-- Dataset records follows --
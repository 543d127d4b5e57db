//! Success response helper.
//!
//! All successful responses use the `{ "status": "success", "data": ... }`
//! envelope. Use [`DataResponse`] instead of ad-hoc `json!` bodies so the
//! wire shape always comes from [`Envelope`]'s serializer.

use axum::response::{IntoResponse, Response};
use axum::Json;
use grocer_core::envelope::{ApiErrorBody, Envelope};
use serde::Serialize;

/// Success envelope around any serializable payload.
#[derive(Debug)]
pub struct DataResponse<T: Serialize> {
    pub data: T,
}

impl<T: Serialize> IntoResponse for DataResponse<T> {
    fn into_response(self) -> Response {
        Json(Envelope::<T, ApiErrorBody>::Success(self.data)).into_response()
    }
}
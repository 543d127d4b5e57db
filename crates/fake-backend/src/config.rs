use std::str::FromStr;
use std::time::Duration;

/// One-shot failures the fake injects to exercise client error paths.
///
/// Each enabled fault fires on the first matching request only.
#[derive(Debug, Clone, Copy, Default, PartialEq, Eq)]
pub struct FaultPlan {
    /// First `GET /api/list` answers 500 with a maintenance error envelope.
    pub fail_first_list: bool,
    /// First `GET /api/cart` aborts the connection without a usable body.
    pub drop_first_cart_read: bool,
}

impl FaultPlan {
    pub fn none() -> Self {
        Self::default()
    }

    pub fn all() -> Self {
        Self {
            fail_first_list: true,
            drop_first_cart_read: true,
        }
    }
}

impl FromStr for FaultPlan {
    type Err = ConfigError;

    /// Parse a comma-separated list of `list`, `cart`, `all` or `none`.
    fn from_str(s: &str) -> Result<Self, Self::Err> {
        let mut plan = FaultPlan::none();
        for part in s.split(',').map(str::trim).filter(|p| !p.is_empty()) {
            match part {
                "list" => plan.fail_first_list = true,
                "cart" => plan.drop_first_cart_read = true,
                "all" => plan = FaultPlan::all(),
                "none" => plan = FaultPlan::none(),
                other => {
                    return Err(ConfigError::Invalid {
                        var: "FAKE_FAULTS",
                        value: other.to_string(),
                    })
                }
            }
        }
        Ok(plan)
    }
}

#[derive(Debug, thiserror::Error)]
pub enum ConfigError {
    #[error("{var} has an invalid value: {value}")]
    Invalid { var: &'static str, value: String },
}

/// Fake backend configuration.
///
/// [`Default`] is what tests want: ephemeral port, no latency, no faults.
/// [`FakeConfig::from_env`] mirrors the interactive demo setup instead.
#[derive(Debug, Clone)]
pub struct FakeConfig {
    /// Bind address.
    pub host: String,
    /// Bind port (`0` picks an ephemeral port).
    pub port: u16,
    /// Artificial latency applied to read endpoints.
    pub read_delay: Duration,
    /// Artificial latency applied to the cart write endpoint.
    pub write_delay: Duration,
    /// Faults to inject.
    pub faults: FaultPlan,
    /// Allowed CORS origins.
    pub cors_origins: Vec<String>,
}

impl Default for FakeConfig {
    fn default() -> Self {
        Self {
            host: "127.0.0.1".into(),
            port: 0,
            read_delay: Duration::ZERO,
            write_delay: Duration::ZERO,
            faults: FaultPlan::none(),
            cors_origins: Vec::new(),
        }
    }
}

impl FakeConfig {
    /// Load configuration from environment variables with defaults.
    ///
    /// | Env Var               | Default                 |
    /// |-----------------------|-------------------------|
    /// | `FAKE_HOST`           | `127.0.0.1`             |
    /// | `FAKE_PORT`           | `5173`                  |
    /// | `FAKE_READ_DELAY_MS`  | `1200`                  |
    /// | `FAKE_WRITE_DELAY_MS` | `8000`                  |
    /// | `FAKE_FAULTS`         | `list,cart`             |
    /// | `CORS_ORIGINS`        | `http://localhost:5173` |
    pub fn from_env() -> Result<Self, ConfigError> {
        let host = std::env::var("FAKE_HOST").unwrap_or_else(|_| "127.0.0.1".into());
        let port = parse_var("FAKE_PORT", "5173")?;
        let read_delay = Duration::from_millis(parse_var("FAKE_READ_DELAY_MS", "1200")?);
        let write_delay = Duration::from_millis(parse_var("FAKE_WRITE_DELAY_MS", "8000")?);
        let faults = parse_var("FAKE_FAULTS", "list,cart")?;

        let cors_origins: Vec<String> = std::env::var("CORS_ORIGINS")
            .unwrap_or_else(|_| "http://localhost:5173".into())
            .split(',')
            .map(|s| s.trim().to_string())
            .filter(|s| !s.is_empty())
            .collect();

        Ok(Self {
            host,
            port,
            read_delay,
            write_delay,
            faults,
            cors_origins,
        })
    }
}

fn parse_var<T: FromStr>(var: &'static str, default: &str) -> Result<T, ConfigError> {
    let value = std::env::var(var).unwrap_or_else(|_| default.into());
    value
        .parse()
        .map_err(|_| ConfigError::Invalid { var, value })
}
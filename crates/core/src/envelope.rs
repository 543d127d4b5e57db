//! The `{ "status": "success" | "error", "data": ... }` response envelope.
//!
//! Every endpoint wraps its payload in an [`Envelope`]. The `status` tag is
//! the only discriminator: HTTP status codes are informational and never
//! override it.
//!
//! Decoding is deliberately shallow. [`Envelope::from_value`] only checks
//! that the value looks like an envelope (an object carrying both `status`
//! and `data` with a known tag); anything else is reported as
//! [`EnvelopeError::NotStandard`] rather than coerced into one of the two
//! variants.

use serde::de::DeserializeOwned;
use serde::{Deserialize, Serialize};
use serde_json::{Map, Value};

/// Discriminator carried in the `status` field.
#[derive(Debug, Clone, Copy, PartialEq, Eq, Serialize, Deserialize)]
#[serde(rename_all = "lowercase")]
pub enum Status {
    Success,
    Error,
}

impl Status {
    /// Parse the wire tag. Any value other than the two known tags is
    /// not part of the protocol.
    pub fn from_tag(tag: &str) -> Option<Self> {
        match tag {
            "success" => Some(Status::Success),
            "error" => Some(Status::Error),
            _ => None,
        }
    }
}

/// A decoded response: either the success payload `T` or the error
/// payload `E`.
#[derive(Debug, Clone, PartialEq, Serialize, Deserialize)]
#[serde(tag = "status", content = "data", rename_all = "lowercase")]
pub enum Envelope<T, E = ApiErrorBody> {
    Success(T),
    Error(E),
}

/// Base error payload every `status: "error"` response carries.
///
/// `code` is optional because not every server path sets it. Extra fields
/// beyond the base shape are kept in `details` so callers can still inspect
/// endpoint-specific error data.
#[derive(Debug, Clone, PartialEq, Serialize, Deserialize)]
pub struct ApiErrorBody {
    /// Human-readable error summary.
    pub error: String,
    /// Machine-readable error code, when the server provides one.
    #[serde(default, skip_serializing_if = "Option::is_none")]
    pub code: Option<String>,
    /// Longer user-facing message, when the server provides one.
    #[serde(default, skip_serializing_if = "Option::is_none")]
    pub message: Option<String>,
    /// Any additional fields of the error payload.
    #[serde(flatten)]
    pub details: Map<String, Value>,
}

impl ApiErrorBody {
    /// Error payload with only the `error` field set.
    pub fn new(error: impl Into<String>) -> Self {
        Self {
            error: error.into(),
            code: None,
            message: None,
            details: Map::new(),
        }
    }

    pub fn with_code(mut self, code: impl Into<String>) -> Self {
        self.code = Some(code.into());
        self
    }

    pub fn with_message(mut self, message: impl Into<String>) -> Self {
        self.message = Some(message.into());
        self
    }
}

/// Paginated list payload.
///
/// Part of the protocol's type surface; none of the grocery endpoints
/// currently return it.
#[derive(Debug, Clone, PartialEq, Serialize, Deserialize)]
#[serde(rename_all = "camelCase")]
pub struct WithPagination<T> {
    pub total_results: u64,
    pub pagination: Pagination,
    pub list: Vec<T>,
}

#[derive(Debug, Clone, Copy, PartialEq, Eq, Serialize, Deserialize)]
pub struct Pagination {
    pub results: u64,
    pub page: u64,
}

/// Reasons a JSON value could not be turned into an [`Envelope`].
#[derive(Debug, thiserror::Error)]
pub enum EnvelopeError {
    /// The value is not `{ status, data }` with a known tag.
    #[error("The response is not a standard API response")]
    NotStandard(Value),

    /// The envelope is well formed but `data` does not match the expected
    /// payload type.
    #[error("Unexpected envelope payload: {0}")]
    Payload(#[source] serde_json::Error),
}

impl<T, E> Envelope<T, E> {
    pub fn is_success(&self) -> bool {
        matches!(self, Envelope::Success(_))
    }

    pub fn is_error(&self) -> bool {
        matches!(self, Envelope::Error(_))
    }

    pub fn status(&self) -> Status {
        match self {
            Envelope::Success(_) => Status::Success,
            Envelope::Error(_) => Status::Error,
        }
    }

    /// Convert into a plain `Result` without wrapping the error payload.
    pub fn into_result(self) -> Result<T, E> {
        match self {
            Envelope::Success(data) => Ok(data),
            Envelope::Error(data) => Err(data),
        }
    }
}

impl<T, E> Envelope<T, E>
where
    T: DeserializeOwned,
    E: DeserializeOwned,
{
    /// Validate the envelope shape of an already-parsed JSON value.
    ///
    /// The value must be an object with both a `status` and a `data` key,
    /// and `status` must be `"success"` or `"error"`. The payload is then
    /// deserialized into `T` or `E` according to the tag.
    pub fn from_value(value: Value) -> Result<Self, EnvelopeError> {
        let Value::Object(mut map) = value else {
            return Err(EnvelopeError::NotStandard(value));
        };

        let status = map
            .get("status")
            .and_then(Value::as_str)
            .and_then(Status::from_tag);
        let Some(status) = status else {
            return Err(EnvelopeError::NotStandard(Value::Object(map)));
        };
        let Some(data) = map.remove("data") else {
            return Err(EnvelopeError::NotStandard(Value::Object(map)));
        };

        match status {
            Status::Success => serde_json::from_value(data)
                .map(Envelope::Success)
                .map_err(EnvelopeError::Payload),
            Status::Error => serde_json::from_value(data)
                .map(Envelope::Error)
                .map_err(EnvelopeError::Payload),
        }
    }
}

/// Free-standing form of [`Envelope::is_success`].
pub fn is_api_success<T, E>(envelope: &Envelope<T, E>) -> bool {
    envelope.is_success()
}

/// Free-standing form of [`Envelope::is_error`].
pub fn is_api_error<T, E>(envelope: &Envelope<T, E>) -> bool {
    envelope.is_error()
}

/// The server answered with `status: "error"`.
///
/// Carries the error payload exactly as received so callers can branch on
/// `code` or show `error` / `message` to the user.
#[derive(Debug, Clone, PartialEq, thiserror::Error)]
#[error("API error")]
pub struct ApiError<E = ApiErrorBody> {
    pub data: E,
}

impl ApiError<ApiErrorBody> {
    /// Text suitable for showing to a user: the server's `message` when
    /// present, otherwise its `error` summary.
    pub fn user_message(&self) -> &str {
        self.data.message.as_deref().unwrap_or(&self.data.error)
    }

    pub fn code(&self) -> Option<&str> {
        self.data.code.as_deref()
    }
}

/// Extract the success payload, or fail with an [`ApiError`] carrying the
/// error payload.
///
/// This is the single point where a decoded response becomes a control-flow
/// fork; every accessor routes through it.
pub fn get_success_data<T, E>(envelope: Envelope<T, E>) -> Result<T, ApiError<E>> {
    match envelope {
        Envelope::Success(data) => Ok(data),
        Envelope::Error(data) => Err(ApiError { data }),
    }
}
-- Dataset records concluded --
Aim of the task |
The lines running from the start of the data through the one that contains "use axum::Json;" should be reproduced exactly, and only those.

Problem solution |
repository 543d127d4b5e57db
//! Success response helper.
//!
//! All successful responses use the `{ "status": "success", "data": ... }`
//! envelope. Use [`DataResponse`] instead of ad-hoc `json!` bodies so the
//! wire shape always comes from [`Envelope`]'s serializer.

use axum::response::{IntoResponse, Response};
use axum::Json;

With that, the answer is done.